Plants & Animals: The “Worst Mistake”?

Using the textbook Anthropology: What does it mean to be human?, this was the comment page for two readings about plant and animal domestication in Intro-to-Anthropology 2016:

  • Chapter 7, “Why Did Humans Settle Down?”
  • “The Worst Mistake in the History of the Human Race” by Jared Diamond in Discover (1999)

For a 2021 update, see Auditioning Domestication:

This was the second part of an archaeology unit in an Introduction to Anthropology 2016 course. Rough notes below and then Disqus comments.

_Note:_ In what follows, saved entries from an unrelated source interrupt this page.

//! Specsheet Sink
//!
//! Serializes the final record collection as a JSON catalog.
//!
//! Each record becomes a [`CatalogEntry`] with a fixed field order. Its
//! image payload is decoded with the `image` crate and, depending on
//! [`ImageMode`], written to a file, embedded as a data URI, replaced by a
//! conventional URL, or dropped. [`JsonFileSink`] implements
//! [`RecordSink`](specsheet_domain::traits::RecordSink) and never leaves a
//! half-written catalog behind.

#![warn(missing_docs)]

mod entry;
mod error;
mod json_file;
mod render;

pub use entry::{build_entries, render_json, CatalogEntry, DimensionsEntry};
pub use error::SinkError;
pub use json_file::JsonFileSink;
pub use render::{slug, ImageMode, ImageOptions, ImageRenderer, StagedImages};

Agriculture, traditional view

Collecting (wild nature) –> Farming (culture & agriculture) –> Civilization
Jared Diamond’s Revisionism (I always like to show a clip from AC/DC’s Highway to Hell to illustrate the revisionist perspective).

Gathering-Hunting

Diet: Diverse, variety, more nutrients & protein
Average height: taller
Disease: Sparse populations, less opportunity to spread
Social structure: Relatively egalitarian, 12-19 hours/week of work, Relative sex equality
No standing army, total war

Farming

Diet: More carbs, monocropping
Heights crashed!
Agriculture & Starvation
Disease: Domesticated animals, dense populations, malaria
Social structure: Social stratification by class; More work, less leisure; Women as “beasts of burden“
War for territory
(and see the 2016 skeletal evidence from Bolivia, Ancient Skeletons Suggest Foraging Was Healthier Than Agriculture)

If so bad, why do it?

Diamond claims it is a need, not a choice
Population pressures
Trade quantity for quality
Adopt agriculture –> drive out others
Seductive blessing, still unrealized for many
[One of my most popular blog-posts is an analysis of Diamond’s Worst Mistake in the History of the Human Race]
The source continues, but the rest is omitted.